Data entries |
—————

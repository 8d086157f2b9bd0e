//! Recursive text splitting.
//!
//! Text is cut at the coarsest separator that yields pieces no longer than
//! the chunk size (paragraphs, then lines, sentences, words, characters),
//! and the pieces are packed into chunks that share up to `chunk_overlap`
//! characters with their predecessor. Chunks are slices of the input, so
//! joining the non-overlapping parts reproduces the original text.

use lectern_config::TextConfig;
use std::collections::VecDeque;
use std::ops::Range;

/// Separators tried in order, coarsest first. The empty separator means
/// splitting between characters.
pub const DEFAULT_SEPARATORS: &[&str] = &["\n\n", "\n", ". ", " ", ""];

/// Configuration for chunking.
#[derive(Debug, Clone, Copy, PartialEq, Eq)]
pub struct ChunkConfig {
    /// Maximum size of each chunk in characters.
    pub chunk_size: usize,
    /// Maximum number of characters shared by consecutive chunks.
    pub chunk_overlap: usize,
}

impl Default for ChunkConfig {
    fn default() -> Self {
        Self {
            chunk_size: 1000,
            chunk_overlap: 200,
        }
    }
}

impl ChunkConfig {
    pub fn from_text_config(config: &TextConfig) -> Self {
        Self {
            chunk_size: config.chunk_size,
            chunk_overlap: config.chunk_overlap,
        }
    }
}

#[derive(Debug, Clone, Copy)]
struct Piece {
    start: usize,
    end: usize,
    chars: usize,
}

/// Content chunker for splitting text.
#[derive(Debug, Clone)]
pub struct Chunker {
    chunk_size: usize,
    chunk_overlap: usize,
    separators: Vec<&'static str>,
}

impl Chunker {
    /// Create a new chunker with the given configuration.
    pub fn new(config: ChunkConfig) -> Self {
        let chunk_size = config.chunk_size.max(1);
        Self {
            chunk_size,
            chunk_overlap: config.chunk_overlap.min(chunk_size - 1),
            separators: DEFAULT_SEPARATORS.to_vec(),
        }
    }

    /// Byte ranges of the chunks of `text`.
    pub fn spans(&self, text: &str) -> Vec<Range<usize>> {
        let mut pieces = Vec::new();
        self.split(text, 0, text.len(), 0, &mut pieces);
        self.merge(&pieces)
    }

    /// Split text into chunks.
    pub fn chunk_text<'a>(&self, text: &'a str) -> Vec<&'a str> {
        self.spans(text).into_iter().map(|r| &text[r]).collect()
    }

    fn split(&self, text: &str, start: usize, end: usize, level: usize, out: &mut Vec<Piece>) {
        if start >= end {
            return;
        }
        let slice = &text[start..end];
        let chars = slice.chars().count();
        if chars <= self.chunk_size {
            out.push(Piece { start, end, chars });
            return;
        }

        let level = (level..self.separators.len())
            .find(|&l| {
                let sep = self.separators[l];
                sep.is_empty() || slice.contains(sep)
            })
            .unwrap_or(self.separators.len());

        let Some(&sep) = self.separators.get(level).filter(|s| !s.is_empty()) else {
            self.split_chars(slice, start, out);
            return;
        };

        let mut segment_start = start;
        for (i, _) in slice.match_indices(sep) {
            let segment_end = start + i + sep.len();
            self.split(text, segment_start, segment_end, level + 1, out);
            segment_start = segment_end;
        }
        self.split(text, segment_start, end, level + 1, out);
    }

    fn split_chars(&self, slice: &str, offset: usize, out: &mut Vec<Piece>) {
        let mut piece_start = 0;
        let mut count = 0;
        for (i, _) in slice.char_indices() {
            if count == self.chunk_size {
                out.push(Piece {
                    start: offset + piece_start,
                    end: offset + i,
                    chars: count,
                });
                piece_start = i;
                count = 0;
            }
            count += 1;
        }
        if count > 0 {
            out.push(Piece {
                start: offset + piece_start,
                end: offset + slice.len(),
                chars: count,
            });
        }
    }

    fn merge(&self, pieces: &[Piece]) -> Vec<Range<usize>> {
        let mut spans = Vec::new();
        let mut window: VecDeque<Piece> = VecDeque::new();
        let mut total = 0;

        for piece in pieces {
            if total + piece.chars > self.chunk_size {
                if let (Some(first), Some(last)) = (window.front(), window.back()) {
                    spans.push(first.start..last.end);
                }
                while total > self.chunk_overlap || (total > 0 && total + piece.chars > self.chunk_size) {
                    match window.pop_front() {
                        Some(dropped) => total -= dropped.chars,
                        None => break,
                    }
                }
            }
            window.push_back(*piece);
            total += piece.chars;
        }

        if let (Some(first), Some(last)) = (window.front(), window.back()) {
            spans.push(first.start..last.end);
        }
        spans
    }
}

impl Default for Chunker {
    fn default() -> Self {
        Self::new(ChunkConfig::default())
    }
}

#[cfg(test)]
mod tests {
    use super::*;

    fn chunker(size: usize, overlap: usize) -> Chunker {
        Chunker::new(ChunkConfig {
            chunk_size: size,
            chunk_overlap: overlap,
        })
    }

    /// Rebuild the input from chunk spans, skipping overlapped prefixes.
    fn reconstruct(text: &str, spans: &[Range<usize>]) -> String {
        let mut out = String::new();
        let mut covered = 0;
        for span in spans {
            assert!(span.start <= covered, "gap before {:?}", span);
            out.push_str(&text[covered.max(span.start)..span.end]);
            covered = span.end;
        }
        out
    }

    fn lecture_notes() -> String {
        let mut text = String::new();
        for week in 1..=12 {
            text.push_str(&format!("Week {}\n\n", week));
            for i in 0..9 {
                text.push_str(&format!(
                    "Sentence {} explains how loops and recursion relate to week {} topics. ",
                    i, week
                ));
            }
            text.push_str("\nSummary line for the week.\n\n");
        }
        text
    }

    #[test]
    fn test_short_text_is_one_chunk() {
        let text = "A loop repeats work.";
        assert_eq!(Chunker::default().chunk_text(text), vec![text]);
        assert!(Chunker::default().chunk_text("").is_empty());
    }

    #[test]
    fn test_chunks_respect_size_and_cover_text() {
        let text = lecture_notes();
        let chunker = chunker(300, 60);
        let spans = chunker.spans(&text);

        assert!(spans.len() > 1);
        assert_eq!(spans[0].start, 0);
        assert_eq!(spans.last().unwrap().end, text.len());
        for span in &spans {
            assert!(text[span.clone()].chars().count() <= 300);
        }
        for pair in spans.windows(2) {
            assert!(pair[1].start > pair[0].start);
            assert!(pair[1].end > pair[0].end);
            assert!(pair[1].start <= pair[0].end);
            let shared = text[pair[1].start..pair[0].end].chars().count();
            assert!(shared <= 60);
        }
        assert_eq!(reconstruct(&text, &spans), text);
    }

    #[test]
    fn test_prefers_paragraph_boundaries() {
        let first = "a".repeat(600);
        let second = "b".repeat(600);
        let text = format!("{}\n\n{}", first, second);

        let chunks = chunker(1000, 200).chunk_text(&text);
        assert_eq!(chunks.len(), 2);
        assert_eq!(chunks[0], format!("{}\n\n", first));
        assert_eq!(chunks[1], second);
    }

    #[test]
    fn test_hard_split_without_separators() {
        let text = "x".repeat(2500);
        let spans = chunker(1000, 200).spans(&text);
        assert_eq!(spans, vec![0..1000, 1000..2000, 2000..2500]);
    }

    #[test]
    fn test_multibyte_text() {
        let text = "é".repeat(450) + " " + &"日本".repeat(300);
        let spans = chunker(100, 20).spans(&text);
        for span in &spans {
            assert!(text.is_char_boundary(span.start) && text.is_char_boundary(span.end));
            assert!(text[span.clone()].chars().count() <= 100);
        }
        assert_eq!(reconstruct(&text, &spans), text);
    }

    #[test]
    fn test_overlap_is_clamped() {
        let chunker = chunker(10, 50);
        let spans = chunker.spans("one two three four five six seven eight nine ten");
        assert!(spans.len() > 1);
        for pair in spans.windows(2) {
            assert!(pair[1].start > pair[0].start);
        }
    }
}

—————

DESCRIPTION OF THE TASK |
Please copy, word for word, every line from the first line of the records through the line containing "the chunk size", with both of those lines included and nothing else.

SOLUTION TO THE EXERCISE |
repository 8d086157f2b9bd0e
//! Recursive text splitting.
//!
//! Text is cut at the coarsest separator that yields pieces no longer than
//! the chunk size (paragraphs, then lines, sentences, words, characters),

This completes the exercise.